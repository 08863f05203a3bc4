use std::{env, fs};

use anyhow::{bail, Context};
use log::info;

use chess_rules::utils::{perft_divide, PerftResult};
use chess_rules::{Board, Color, GameState};

// usage: perft-debug <depth> [expected] [layout-file] [w|b]
fn main() -> anyhow::Result<()> {
    env_logger::init();
    let args: Vec<String> = env::args().collect();
    let depth: usize = args
        .get(1)
        .context("missing depth argument")?
        .parse()
        .context("depth must be a number")?;
    let expected: Option<usize> = args
        .get(2)
        .map(|arg| arg.parse())
        .transpose()
        .context("expected node count must be a number")?;
    let board = match args.get(3) {
        Some(path) => {
            let layout = fs::read_to_string(path)
                .with_context(|| format!("failed to read layout from {path}"))?;
            Board::from_layout(&layout).with_context(|| format!("bad layout in {path}"))?
        }
        None => Board::default(),
    };
    let side = match args.get(4).map(String::as_str) {
        None | Some("w") => Color::White,
        Some("b") => Color::Black,
        Some(other) => bail!("side to move must be `w` or `b`, got `{other}`"),
    };

    let mut game = GameState::with_board(board, side);
    info!("Running perft to depth {depth}");
    let mut total = PerftResult::default();
    for (_move, result) in perft_divide(&mut game, depth) {
        println!(" {_move} : {result}");
        total += result;
    }
    println!("+ total: {total}");

    match expected {
        Some(expected) if expected != total.nodes => {
            bail!("found {} nodes, expected {expected}", total.nodes)
        }
        _ => Ok(()),
    }
}
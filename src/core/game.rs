use log::{debug, trace};
use rand::seq::IteratorRandom;
use rand::Rng;
use serde::{Deserialize, Serialize};

use crate::core::board::Board;
use crate::core::definitions::{Cell, Color, MatchInterface, ParseError};
use crate::core::movegen::{all_possible_moves, piece_moves};
use crate::core::moves::{parse_squares, Move};
use crate::core::utils::Square;

/** One game session: the board, who moves next and the applied moves. */
#[derive(Debug, Clone, PartialEq, Serialize, Deserialize)]
#[serde(try_from = "SavedGame")]
pub struct GameState {
    board: Board,
    side_to_move: Color,
    move_log: Vec<Move>,
}

/** Unchecked wire form of `GameState`. */
#[derive(Deserialize)]
struct SavedGame {
    board: Board,
    side_to_move: Color,
    move_log: Vec<Move>,
}

impl TryFrom<SavedGame> for GameState {
    type Error = ParseError;

    /** Unwinds the log to its starting board, then replays it through the
     * move generator, so every logged move is one the rules produce. */
    fn try_from(saved: SavedGame) -> Result<Self, Self::Error> {
        let inconsistent = |_move: &Move| ParseError::InconsistentHistory(_move.to_string());
        let mut replay = GameState {
            board: saved.board.clone(),
            side_to_move: saved.side_to_move,
            move_log: saved.move_log.clone(),
        };
        for _move in saved.move_log.iter().rev() {
            if replay.board.get(_move.end()) != Some(_move.piece_moved())
                || replay.board.get(_move.start()).is_some()
                || _move.piece_moved().color == replay.side_to_move
            {
                return Err(inconsistent(_move));
            }
            replay.undo_move();
        }
        for _move in saved.move_log.iter() {
            let generated = replay
                .find_move(_move.start(), _move.end())
                .ok_or_else(|| inconsistent(_move))?;
            if generated.piece_captured() != _move.piece_captured() {
                return Err(inconsistent(_move));
            }
            replay.make_move(generated);
        }
        Ok(GameState {
            board: saved.board,
            side_to_move: saved.side_to_move,
            move_log: saved.move_log,
        })
    }
}

impl GameState {
    pub fn new() -> GameState {
        GameState::with_board(Board::default(), Color::White)
    }

    pub fn with_board(board: Board, side_to_move: Color) -> GameState {
        debug!("New game, {side_to_move} to move:\n{board}");
        GameState {
            board,
            side_to_move,
            move_log: Vec::new(),
        }
    }

    pub fn board(&self) -> &Board {
        &self.board
    }

    pub fn side_to_move(&self) -> Color {
        self.side_to_move
    }

    pub fn move_log(&self) -> &[Move] {
        &self.move_log
    }

    pub fn last_move(&self) -> Option<&Move> {
        self.move_log.last()
    }

    /** Apply a move generated against the *current* board. */
    pub fn make_move(&mut self, _move: Move) {
        assert!(
            self.board.get(_move.start()) == Some(_move.piece_moved()),
            "That's a bug! Move {_move} doesn't match the piece on its start square!"
        );
        assert!(
            self.board.get(_move.end()) == _move.piece_captured(),
            "That's a bug! Move {_move} doesn't match the piece on its end square!"
        );
        trace!("{} plays {_move}", self.side_to_move);
        self.board.set(_move.start(), None);
        self.board.set(_move.end(), Some(_move.piece_moved()));
        self.move_log.push(_move);
        self.side_to_move = self.side_to_move.opposite();
    }

    /** Reverts the latest move. Does nothing on an empty history. */
    pub fn undo_move(&mut self) -> Option<Move> {
        let Some(_move) = self.move_log.pop() else {
            debug!("Nothing to undo");
            return None;
        };
        trace!("Undo {_move}");
        self.board.set(_move.start(), Some(_move.piece_moved()));
        self.board.set(_move.end(), _move.piece_captured());
        self.side_to_move = self.side_to_move.opposite();
        Some(_move)
    }

    /// Pseudo-legal moves for the side to move; king safety isn't checked.
    pub fn get_valid_moves(&self) -> Vec<Move> {
        all_possible_moves(&self.board, self.side_to_move)
    }

    /// Moves of the piece on `square`, empty if it isn't ours to move.
    pub fn possible_moves(&self, square: Square) -> Vec<Move> {
        let mut moves = Vec::new();
        if let Some(piece) = self.board.get(square) {
            if piece.color == self.side_to_move {
                piece_moves(&self.board, square, piece, &mut moves);
            }
        }
        moves
    }

    /// Matches a pair of selected squares against the valid moves.
    pub fn find_move(&self, start: Square, end: Square) -> Option<Move> {
        self.possible_moves(start)
            .into_iter()
            .find(|_move| _move.end() == end)
    }

    /// Resolves `e2e4`-style notation to one of the valid moves.
    pub fn parse_move(&self, notation: &str) -> Result<Move, ParseError> {
        let (start, end) = parse_squares(notation)?;
        self.find_move(start, end)
            .ok_or_else(|| ParseError::NoSuchMove(notation.to_string()))
    }

    pub fn make_random_move<R: Rng + ?Sized>(&mut self, rng: &mut R) -> Option<Move> {
        let chosen_move = self.get_valid_moves().into_iter().choose(rng);
        match chosen_move {
            Some(_move) => {
                self.make_move(_move);
                Some(_move)
            }
            None => {
                debug!("{} has no moves left", self.side_to_move);
                None
            }
        }
    }

    pub fn current_board(&self) -> Vec<Vec<Cell>> {
        self.board
            .rows()
            .iter()
            .map(|row| row.iter().map(|&piece| Cell::from(piece)).collect())
            .collect()
    }

    pub fn cell(&self, row: usize, col: usize) -> Option<Cell> {
        if row < 8 && col < 8 {
            Some(self.board.cell(Square::new(row as u8, col as u8)))
        } else {
            None
        }
    }

    pub fn snapshot(&self) -> Result<Vec<u8>, postcard::Error> {
        postcard::to_allocvec(self)
    }

    /// Fails on corrupt bytes and on a log that doesn't replay to the board.
    pub fn restore(bytes: &[u8]) -> Result<GameState, postcard::Error> {
        postcard::from_bytes(bytes)
    }
}

impl Default for GameState {
    fn default() -> Self {
        GameState::new()
    }
}

impl MatchInterface for GameState {
    fn current_board(&self) -> Vec<Vec<Cell>> {
        GameState::current_board(self)
    }

    fn cell(&self, row: usize, col: usize) -> Option<Cell> {
        GameState::cell(self, row, col)
    }

    fn possible_moves(&self, row: usize, col: usize) -> Option<Vec<Move>> {
        if row >= 8 || col >= 8 {
            return None;
        }
        let moves = GameState::possible_moves(self, Square::new(row as u8, col as u8));
        if moves.is_empty() {
            None
        } else {
            Some(moves)
        }
    }

    fn execute_move(&mut self, _move: Move) {
        self.make_move(_move)
    }

    fn take_back(&mut self) -> Option<Move> {
        self.undo_move()
    }

    fn current_player(&self) -> Color {
        self.side_to_move
    }
}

^^^^^^^^

- _Instructions for the task_: Return exactly what appears above, from the first line of the entries to the line with "let args: Vec<String>", inclusive.

- _Answer box_:
repository 08863f05203a3bc4
use std::{env, fs};

use anyhow::{bail, Context};
use log::info;

use chess_rules::utils::{perft_divide, PerftResult};
use chess_rules::{Board, Color, GameState};

// usage: perft-debug <depth> [expected] [layout-file] [w|b]
fn main() -> anyhow::Result<()> {
    env_logger::init();
    let args: Vec<String> = env::args().collect();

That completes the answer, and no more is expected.